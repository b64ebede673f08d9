use super::{out_of_bounds, remove_file, BackingFile, Region};
use crate::error::{StorageError, StorageResult};
use crate::options::StoreOptions;
use memmap2::{MmapMut, MmapOptions};
use parking_lot::{Mutex, RwLock};
use std::fs::File;
use std::path::{Path, PathBuf};
use std::sync::atomic::{AtomicBool, Ordering};

/// A memory-mapped file with a fixed extent.
///
/// The file is sized once, when created, and mapped in full. The extent
/// never changes afterwards, so [`Region::grow`] is unsupported.
#[derive(Debug)]
pub struct MappedRegion {
    path: PathBuf,
    file: Mutex<Option<File>>,
    map: RwLock<Option<MmapMut>>,
    len: u64,
    created: bool,
    delete_on_close: bool,
    removed: AtomicBool,
}

impl MappedRegion {
    /// Opens (or creates with `len` bytes) the file named by `options` and maps it.
    ///
    /// # Errors
    ///
    /// Returns an error if the file cannot be opened, sized or mapped.
    pub fn open(options: &StoreOptions, len: u64) -> StorageResult<Self> {
        let backing = BackingFile::open(options)?;
        if backing.created {
            backing.file.set_len(len)?;
        }
        let len = backing.file.metadata()?.len();
        let map = Self::map(&backing.file, len)?;
        Ok(Self {
            path: backing.path,
            file: Mutex::new(Some(backing.file)),
            map: RwLock::new(Some(map)),
            len,
            created: backing.created,
            delete_on_close: backing.delete_on_close,
            removed: AtomicBool::new(false),
        })
    }

    #[allow(unsafe_code)]
    fn map(file: &File, len: u64) -> StorageResult<MmapMut> {
        // SAFETY: the file stays open for the life of the mapping and is
        // exclusively owned by this region; nothing truncates it while mapped.
        let map = unsafe { MmapOptions::new().len(len as usize).map_mut(file)? };
        Ok(map)
    }

    /// Path of the mapped file.
    #[must_use]
    pub fn path(&self) -> &Path {
        &self.path
    }
}

impl Region for MappedRegion {
    fn size(&self) -> u64 {
        self.len
    }

    fn read_at(&self, offset: u64, buf: &mut [u8]) -> StorageResult<()> {
        let guard = self.map.read();
        let map = guard.as_ref().ok_or(StorageError::Closed)?;
        let start = offset as usize;
        let end = start.saturating_add(buf.len());
        if end > map.len() {
            return Err(out_of_bounds(offset, buf.len(), self.len));
        }
        buf.copy_from_slice(&map[start..end]);
        Ok(())
    }

    fn write_at(&self, offset: u64, data: &[u8]) -> StorageResult<()> {
        let mut guard = self.map.write();
        let map = guard.as_mut().ok_or(StorageError::Closed)?;
        let start = offset as usize;
        let end = start.saturating_add(data.len());
        if end > map.len() {
            return Err(out_of_bounds(offset, data.len(), self.len));
        }
        map[start..end].copy_from_slice(data);
        Ok(())
    }

    fn can_grow(&self) -> bool {
        false
    }

    fn grow(&self, _new_len: u64) -> StorageResult<()> {
        Err(StorageError::Unsupported {
            mode: "mapped",
            operation: "grow",
        })
    }

    fn sync(&self, _metadata: bool) -> StorageResult<()> {
        let guard = self.map.read();
        let map = guard.as_ref().ok_or(StorageError::Closed)?;
        map.flush()?;
        Ok(())
    }

    fn was_created(&self) -> bool {
        self.created
    }

    fn close(&self) -> StorageResult<()> {
        if let Some(map) = self.map.write().take() {
            map.flush()?;
        }
        self.file.lock().take();
        Ok(())
    }

    fn destroy(&self) -> StorageResult<()> {
        self.map.write().take();
        self.file.lock().take();
        self.removed.store(true, Ordering::SeqCst);
        remove_file(&self.path)
    }
}

impl Drop for MappedRegion {
    fn drop(&mut self) {
        if self.delete_on_close && !self.removed.load(Ordering::SeqCst) {
            self.map.get_mut().take();
            self.file.get_mut().take();
            let _ = remove_file(&self.path);
        }
    }
}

**REQUIRED WORK:**
Scan the lines above for the word "Ordering" and copy every one where it occurs.

**RESULT OF THE TASK:**
use std::sync::atomic::{AtomicBool, Ordering};
        self.removed.store(true, Ordering::SeqCst);
        if self.delete_on_close && !self.removed.load(Ordering::SeqCst) {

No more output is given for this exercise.